Your instructions ▸
In the records below, pick out all lines containing the word "sweeper".

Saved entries
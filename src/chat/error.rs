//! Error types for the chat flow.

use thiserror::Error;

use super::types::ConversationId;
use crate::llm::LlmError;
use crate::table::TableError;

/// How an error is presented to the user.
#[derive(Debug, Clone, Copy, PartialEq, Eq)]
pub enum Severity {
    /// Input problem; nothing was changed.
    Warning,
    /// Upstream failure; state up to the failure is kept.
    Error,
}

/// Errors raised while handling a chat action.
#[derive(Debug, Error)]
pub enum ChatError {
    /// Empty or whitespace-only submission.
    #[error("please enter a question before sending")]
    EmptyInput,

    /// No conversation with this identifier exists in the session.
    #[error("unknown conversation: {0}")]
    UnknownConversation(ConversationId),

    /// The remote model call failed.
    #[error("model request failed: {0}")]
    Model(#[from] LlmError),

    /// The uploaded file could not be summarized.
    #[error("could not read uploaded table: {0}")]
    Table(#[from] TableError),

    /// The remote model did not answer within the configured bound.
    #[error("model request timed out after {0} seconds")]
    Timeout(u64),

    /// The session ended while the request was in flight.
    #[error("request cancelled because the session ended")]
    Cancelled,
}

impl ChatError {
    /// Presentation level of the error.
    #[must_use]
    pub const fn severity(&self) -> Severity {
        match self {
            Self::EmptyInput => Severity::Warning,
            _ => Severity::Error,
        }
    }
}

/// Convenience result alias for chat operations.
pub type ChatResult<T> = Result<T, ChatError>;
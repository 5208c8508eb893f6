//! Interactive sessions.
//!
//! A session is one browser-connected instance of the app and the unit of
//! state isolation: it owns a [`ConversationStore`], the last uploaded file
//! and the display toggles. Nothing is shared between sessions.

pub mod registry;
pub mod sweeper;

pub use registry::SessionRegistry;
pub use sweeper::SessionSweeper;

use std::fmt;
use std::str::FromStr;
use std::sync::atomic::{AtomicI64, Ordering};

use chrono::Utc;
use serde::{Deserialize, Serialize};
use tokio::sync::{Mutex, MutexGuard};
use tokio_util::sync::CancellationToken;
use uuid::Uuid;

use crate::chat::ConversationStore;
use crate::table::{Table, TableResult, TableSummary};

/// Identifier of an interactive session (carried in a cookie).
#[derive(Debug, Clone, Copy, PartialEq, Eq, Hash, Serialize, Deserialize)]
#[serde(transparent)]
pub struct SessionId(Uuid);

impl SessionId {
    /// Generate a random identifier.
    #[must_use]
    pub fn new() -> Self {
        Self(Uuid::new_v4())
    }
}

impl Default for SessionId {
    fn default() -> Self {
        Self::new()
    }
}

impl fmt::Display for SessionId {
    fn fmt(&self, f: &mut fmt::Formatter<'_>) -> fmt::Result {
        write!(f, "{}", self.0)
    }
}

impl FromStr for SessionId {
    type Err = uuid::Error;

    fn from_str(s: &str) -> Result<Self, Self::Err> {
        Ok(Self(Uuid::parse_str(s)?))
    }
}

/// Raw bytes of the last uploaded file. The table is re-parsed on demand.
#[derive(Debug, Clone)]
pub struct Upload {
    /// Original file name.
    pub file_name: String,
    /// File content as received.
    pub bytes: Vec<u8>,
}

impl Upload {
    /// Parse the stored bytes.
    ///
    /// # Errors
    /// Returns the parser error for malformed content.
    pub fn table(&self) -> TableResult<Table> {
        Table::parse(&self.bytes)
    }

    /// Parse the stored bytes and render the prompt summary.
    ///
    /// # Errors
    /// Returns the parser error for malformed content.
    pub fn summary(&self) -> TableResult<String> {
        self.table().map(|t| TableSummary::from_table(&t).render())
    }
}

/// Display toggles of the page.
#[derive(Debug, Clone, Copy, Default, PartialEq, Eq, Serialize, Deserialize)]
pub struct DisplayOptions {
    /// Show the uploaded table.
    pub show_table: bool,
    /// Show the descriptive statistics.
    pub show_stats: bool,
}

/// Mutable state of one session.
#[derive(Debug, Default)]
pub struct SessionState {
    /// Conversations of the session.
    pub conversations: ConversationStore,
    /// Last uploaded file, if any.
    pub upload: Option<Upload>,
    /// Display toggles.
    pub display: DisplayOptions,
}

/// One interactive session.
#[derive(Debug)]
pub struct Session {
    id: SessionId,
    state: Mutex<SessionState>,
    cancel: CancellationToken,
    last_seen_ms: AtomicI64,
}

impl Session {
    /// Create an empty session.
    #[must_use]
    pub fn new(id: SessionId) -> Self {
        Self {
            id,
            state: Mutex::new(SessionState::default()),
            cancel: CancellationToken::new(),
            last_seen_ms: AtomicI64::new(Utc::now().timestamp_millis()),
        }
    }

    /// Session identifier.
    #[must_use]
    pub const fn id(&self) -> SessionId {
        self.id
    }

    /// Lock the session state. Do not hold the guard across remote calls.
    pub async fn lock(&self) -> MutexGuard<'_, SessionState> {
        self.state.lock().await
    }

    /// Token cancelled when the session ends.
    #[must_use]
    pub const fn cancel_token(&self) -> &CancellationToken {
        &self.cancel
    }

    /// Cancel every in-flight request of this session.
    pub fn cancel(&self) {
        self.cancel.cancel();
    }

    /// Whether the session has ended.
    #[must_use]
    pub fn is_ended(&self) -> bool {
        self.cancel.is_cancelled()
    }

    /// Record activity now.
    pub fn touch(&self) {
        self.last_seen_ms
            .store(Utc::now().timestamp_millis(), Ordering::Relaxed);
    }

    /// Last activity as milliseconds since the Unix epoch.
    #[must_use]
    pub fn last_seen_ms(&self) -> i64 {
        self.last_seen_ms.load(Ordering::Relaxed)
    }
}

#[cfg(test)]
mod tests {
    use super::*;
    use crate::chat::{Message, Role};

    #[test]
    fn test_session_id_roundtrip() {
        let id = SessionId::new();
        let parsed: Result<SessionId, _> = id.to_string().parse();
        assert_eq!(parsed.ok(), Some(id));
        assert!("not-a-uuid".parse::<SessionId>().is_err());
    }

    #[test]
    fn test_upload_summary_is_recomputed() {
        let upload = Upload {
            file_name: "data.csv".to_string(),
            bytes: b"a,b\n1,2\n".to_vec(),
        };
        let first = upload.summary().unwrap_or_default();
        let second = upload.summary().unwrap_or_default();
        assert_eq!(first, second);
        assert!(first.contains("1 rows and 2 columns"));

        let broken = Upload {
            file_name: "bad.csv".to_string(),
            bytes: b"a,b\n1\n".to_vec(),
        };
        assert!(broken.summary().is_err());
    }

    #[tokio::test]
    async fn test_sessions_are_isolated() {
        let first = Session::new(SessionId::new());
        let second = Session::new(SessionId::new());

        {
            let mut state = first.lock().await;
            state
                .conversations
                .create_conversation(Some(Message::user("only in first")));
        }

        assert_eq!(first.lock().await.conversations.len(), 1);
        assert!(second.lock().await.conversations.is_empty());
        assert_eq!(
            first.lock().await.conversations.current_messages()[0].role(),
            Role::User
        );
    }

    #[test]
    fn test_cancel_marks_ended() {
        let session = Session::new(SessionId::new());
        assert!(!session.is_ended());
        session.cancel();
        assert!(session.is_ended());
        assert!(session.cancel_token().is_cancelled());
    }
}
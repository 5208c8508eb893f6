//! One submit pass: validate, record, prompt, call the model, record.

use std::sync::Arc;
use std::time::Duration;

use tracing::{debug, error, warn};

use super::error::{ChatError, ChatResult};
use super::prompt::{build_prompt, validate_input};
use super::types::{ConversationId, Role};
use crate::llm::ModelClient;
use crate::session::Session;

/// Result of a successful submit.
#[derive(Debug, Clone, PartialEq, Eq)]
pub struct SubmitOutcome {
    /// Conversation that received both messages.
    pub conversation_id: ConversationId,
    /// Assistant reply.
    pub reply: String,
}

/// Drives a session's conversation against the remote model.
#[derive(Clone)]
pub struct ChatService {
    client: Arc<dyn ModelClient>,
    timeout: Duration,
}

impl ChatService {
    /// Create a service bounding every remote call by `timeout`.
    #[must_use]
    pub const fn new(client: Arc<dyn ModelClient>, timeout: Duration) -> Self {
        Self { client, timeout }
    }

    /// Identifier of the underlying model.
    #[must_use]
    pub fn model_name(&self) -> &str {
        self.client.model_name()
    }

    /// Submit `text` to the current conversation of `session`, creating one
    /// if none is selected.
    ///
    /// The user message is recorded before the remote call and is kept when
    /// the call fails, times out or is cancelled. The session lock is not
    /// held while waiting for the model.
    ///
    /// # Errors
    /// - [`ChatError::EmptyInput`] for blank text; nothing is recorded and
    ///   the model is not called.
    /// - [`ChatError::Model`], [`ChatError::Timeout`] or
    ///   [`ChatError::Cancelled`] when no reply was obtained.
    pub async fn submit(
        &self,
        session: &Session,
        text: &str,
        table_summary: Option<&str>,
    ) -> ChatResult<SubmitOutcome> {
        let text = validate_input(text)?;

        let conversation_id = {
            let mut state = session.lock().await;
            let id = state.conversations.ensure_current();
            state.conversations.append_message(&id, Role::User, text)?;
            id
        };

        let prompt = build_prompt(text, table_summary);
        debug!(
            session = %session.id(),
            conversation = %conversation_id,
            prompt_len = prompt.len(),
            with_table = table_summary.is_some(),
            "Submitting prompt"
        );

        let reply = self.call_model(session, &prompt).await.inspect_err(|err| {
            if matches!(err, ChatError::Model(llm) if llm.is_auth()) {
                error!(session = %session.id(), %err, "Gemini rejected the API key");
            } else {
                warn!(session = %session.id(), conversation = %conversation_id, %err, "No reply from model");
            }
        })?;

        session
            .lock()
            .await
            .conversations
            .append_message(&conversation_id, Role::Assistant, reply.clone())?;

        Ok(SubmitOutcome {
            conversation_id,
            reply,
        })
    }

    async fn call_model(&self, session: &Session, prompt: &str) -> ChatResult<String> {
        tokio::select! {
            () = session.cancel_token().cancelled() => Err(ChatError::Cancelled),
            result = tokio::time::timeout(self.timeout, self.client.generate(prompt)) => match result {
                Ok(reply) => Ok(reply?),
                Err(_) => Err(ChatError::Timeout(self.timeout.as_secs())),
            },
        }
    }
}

Solution ▸
pub mod sweeper;
pub use sweeper::SessionSweeper;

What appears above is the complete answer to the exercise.